Having read some of her short stories and this novel, I can safely say Ms Samson is not my cup of tea. ( )
  laurenbufferd | Dec 15, 2016 |
The Kindness by Polly Samson is one of the worst books I have read this year. The book starts in 1989 with Julia married to Chris. Chris has been away working and Julia (who is twenty-nine) has been having an affair with Julian (who is twenty-one and a working on his Ph. D. in English Literature). When Chris finds out he becomes nasty and abusive. Julia is pregnant and leaves her husband for Julian.

Then the book skips to 1997 and Julian is living at Firdaws. Firdaws was his childhood home and he was happy when the current occupants put it up for sale. He loved this home and was delighted to be living in it again (he does not seem to notice that Julia does not want to live in the country and prefers London). Julia had a miscarriage and it took them four years to get pregnant again. They had Mira Eliana. Mira ends up sick with a tumor. She needs cancer treatments and then surgery. During this time the two do not communicate very well (and Julia makes many incorrect assumptions). The book jumps around during this section (flashbacks) telling the story from Julian’s perspective (how they met, their friends, lack of communication during Mira’s illness). Julian is mostly drunk during this section clutching a shoe (Mira’s).

About two hundred pages later we get to Julia’s side of the story in 2002. Julia is now living in the United States with her husband (this would be her third) and two children (Mira and Ruth). We get to find out what happened between Julia and Julian (from Julia’s perspective) and the lies she told Julian (her “kindness” is very cruel). Then the book jumps to 2012 for the conclusion with Mira coming to Firdaws.

The book does not tell the story in chronological order. It jumps around so you are never quite sure what is going on. The Kindness is very choppy and confusing. I also found it to be very predictable (expected) and sluggish (like slogging through a mud pit). I give The Kindness 1 out of 5 stars (really deserves a zero). I just did not find this book enjoyable (and it really did sound good).

I received a complimentary copy of The Kindness from NetGalley in exchange for an honest review. The review and opinions expressed are my own. ( )
  Kris_Anderson | Jul 20, 2015 |
“The Kindness,” by Polly Samson, is an affecting and heartbreaking literary love story about love found and lost. The two star-stuck lovers are Julian and Julia.
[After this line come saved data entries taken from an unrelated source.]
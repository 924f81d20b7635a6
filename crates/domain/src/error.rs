//! Domain error types

use thiserror::Error;

/// Domain-level errors that can occur during validation or processing.
#[derive(Debug, Error, Clone, PartialEq, Eq)]
pub enum DomainError {
    /// A required field was missing or blank.
    #[error("{0} is required")]
    MissingField(&'static str),

    /// The password confirmation did not match the password.
    #[error("password confirmation does not match")]
    PasswordMismatch,

    /// A server record carried no usable identifier.
    #[error("{kind} record has no `id` or `{alias}` field")]
    MissingIdentifier {
        /// Resource kind label.
        kind: &'static str,
        /// The kind-specific alias field that was also absent.
        alias: &'static str,
    },

    /// A payload had an unexpected JSON shape.
    #[error("invalid payload: {0}")]
    InvalidPayload(String),

    /// The resource kind does not accept attachments.
    #[error("{0} records do not support attachments")]
    AttachmentNotSupported(&'static str),
}

/// Result type alias for domain operations.
pub type DomainResult<T> = Result<T, DomainError>;
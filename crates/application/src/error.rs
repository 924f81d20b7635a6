//! Engine error types

use thiserror::Error;
use artdesk_domain::{DomainError, ResourceKind};

use crate::ports::{CredentialStoreError, TransportError};

/// Errors surfaced by identity and resource operations.
///
/// Every variant is recoverable: the failed operation can simply be invoked
/// again.
#[derive(Debug, Error, Clone, PartialEq, Eq)]
pub enum EngineError {
    /// The primary identity source rejected a sign-in attempt.
    #[error("invalid credentials: {message}")]
    InvalidCredentials {
        /// Message from the identity source.
        message: String,
    },

    /// Account creation was rejected by the provider or the backend.
    #[error("registration failed: {message}")]
    RegistrationFailed {
        /// Message from whichever subsystem failed.
        message: String,
    },

    /// The operation needs a session and there is none.
    #[error("not authenticated")]
    Unauthenticated,

    /// The server rejected the attached credential.
    #[error("unauthorized ({status}): {message}")]
    Unauthorized {
        /// 401 or 403.
        status: u16,
        /// Message from the server.
        message: String,
    },

    /// The primary write succeeded but a dependent step failed.
    #[error("{kind} {id} was saved but a follow-up step failed: {message}")]
    PartialFailure {
        /// Kind of the record that was written.
        kind: ResourceKind,
        /// Canonical id of the record that exists server-side.
        id: String,
        /// Message from the failed step.
        message: String,
    },

    /// Transport failure or non-success response, message passed through.
    #[error("{message}")]
    NetworkOrServerError {
        /// HTTP status when the server answered.
        status: Option<u16>,
        /// Message from the transport or server.
        message: String,
    },

    /// Input failed a required-field check.
    #[error("invalid input: {0}")]
    Validation(#[from] DomainError),

    /// The credential store could not be read or written.
    #[error("credential storage error: {0}")]
    Storage(String),
}

impl EngineError {
    /// Builds a `NetworkOrServerError` without a status.
    #[must_use]
    pub fn network(message: impl Into<String>) -> Self {
        Self::NetworkOrServerError {
            status: None,
            message: message.into(),
        }
    }

    /// Whether this is an authorization failure on an attached credential.
    #[must_use]
    pub const fn is_unauthorized(&self) -> bool {
        matches!(self, Self::Unauthorized { .. })
    }
}

impl From<TransportError> for EngineError {
    fn from(error: TransportError) -> Self {
        Self::network(error.to_string())
    }
}

impl From<CredentialStoreError> for EngineError {
    fn from(error: CredentialStoreError) -> Self {
        Self::Storage(error.to_string())
    }
}

/// Result type alias for engine operations.
pub type EngineResult<T> = Result<T, EngineError>;
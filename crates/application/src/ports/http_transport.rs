//! HTTP transport port

use async_trait::async_trait;
use artdesk_domain::{ApiRequest, ApiResponse};

/// Transport-level failures: the request never produced an HTTP response.
#[derive(Debug, Clone, PartialEq, Eq, thiserror::Error)]
pub enum TransportError {
    /// The request timed out.
    #[error("request timed out after {timeout_ms} ms")]
    Timeout {
        /// Configured timeout.
        timeout_ms: u64,
    },

    /// The connection could not be established.
    #[error("connection failed: {0}")]
    ConnectionFailed(String),

    /// The target URL could not be built.
    #[error("invalid URL: {0}")]
    InvalidUrl(String),

    /// The request body could not be encoded.
    #[error("invalid body: {0}")]
    InvalidBody(String),

    /// Any other transport failure.
    #[error("{0}")]
    Other(String),
}

/// Port for sending requests to the backend REST API.
///
/// Implementations resolve `ApiRequest::path` against the configured base URL
/// and return every HTTP response, successful or not; only failures that
/// produce no response are errors.
#[async_trait]
pub trait HttpTransport: Send + Sync {
    /// Sends a request.
    ///
    /// # Errors
    ///
    /// Returns an error if no HTTP response was received.
    async fn send(&self, request: ApiRequest) -> Result<ApiResponse, TransportError>;
}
Although the story is told from both character’s third-person point of view, Julian is decidedly the emotional focus of the book and its main character.

When we first meet Julian, he’s an acutely sensitive 21-year-old man in the final process of earning a Ph.D. in English literature. His studies are being funded by a prestigious Milton Society scholarship. Julia is a self-assured married woman eight years his senior. Julian falls in love with Julia at first sight. He is consumed by his love and passion for her; it is a blinding need. Julian’s best friend, Karl, a research scientist, tries to dissuade him. “It’s your pituitary gland you’ve got to thank for this madness,” he says. “Dopamine, oxytocin, adrenaline, norepinephrine, vasopressin…” But within two weeks of their meeting, Julia is pregnant and Julian abandons his studies to take care of his lover and their up-coming baby.

They lovers move to house called Cromwell Gardens, in the suburbs of London. It has a huge greenhouse in the backyard. Julian takes a job at his stepfather’s publishing firm, a niche business specializing in faux literature for pet lovers. Their most recent hit book was “a restoration comedy told through the eyes of Charles the Second’s spaniel.” For Julian, it is an enormous step downwards from what he had planned for his life. Julia uses the greenhouse to start what becomes a very successful indoor horticultural business. She finds that she has an enormous talent for the business and it soon becomes her passion.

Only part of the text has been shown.